5. Utilizando una brocha de maquillaje o la punta de tu dedo, aplica una capa ligera de corrector a la zona debajo de tus ojos. Difumina bien el producto hasta que ya no se note.

6. Aplica una ligera capa de tu base de maquillaje sobre el área bajo los ojos y mezcla de nuevo. En este momento, las bolsas y las ojeras deben haber desaparecido o al menos lucir más pequeñas y menos visibles.

DISIMULAR LOS GRANOS

Los desmanes ante la mesa durante diciembre vienen de la mano de una mala compañía: la súbita aparición de desagradables granitos sobre el cutis. En cualquier caso, debes evitar la tentación de quitártelos. Una salida es disimularlos mediante el maquillaje. Antes de aplicar ningún maquillaje es importante que tu rostro esté muy limpio: las impurezas sólo lograrán que los granitos se infecten y se pongan peor.

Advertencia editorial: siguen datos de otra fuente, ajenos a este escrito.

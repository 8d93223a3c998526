//! Scripted diagram library for testing.
//!
//! Provides [`MockLibrary`] for exercising rendering without a Kroki server.

use std::sync::{Arc, RwLock};

use crate::escape::escape_html;
use crate::library::{DiagramLibrary, LibraryError, LibraryOptions};

#[derive(Debug, Default)]
struct MockState {
    initialize_count: usize,
    parse_count: usize,
    rendered: Vec<(String, String)>,
    last_options: Option<LibraryOptions>,
}

/// Mock diagram library.
///
/// Clones share call records, so a test can keep one handle and hand the
/// other to a [`RendererAdapter`](crate::RendererAdapter).
///
/// # Example
///
/// ```ignore
/// use mv_diagrams::{MockLibrary, RendererAdapter};
///
/// let library = MockLibrary::new().fail_on("INVALID");
/// let mut renderer = RendererAdapter::new(library.clone());
/// renderer.render(&doc, "graph TD\n  A --> B").await;
/// assert_eq!(library.render_count(), 1);
/// ```
#[derive(Debug, Clone, Default)]
pub struct MockLibrary {
    state: Arc<RwLock<MockState>>,
    fail_marker: Option<String>,
    silent_fail_marker: Option<String>,
}

impl MockLibrary {
    /// Create a library that renders everything.
    #[must_use]
    pub fn new() -> Self {
        Self::default()
    }

    /// Fail render and parse for notation containing `marker`.
    #[must_use]
    pub fn fail_on(mut self, marker: impl Into<String>) -> Self {
        self.fail_marker = Some(marker.into());
        self
    }

    /// Fail without a message for notation containing `marker`.
    #[must_use]
    pub fn fail_without_message_on(mut self, marker: impl Into<String>) -> Self {
        self.silent_fail_marker = Some(marker.into());
        self
    }

    /// Number of `initialize` calls.
    ///
    /// # Panics
    ///
    /// Panics if the internal lock is poisoned.
    #[must_use]
    pub fn initialize_count(&self) -> usize {
        self.state.read().unwrap().initialize_count
    }

    /// Number of `render` calls.
    ///
    /// # Panics
    ///
    /// Panics if the internal lock is poisoned.
    #[must_use]
    pub fn render_count(&self) -> usize {
        self.state.read().unwrap().rendered.len()
    }

    /// Number of `parse` calls.
    ///
    /// # Panics
    ///
    /// Panics if the internal lock is poisoned.
    #[must_use]
    pub fn parse_count(&self) -> usize {
        self.state.read().unwrap().parse_count
    }

    /// Diagram ids passed to `render`, in call order.
    ///
    /// # Panics
    ///
    /// Panics if the internal lock is poisoned.
    #[must_use]
    pub fn rendered_ids(&self) -> Vec<String> {
        let state = self.state.read().unwrap();
        state.rendered.iter().map(|(id, _)| id.clone()).collect()
    }

    /// Notation passed to `render`, in call order.
    ///
    /// # Panics
    ///
    /// Panics if the internal lock is poisoned.
    #[must_use]
    pub fn rendered_sources(&self) -> Vec<String> {
        let state = self.state.read().unwrap();
        state.rendered.iter().map(|(_, text)| text.clone()).collect()
    }

    /// Options from the most recent `initialize` call.
    ///
    /// # Panics
    ///
    /// Panics if the internal lock is poisoned.
    #[must_use]
    pub fn last_options(&self) -> Option<LibraryOptions> {
        self.state.read().unwrap().last_options.clone()
    }

    fn check(&self, text: &str) -> Result<(), LibraryError> {
        if let Some(marker) = &self.silent_fail_marker
            && text.contains(marker.as_str())
        {
            return Err(LibraryError::unknown());
        }
        if let Some(marker) = &self.fail_marker
            && text.contains(marker.as_str())
        {
            return Err(LibraryError::new(format!("Parse error: unexpected {marker}")));
        }
        Ok(())
    }
}

impl DiagramLibrary for MockLibrary {
    fn initialize(&mut self, options: &LibraryOptions) {
        let mut state = self.state.write().unwrap();
        state.initialize_count += 1;
        state.last_options = Some(options.clone());
    }

    async fn render(&self, id: &str, text: &str) -> Result<String, LibraryError> {
        self.state
            .write()
            .unwrap()
            .rendered
            .push((id.to_owned(), text.to_owned()));
        self.check(text)?;
        Ok(format!(
            r#"<svg id="{id}" class="mock-diagram"><desc>{}</desc></svg>"#,
            escape_html(text)
        ))
    }

    async fn parse(&self, text: &str) -> Result<(), LibraryError> {
        self.state.write().unwrap().parse_count += 1;
        self.check(text)
    }
}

A continuación, “debes procurar que la superficie sobre la que vas a aplicar la base se encuentre lo más homogénea posible”, apunta Cock. Si el grano apenas recién sale, pasa un algodón con tónico compuesto por ácido glicólico por la piel. “Ten cuidado y aplícalo únicamente en la zona deseada para evitar la sequedad en el resto de la cara. Si el caso es el contrario y el grano ya se está secando, deberás aplicar crema hidratante para que el maquillaje no parezca cuarteado”. El producto ha de ser libre de aceites. Luego, aplica la base de maquillaje por todo el rostro teniendo en cuenta que ésta sea del mismo tono que tu piel. No obstante, los barros o los granitos que tienen pus son más complicados de disimular ya que a menudo se forma un pequeño bulto en el rostro. Con la yema del dedo o con un pincel fino céntrate en cubrir la superficie del granito con base de maquillaje. No optes por el corrector ya que lograrás dar más iluminación a esta zona y por tanto se notará más. Después de cubrir los granitos extiende una capa de base por todo el rostro.

De todas formas debes tener mucho cuidado de que estos granos no estén infectados o se haya formado herida. En estos casos no debes maquillarte y utilizar en su lugar productos cicatrizantes.

NOTA: Es esencial humectar la piel para que no luzca reseca.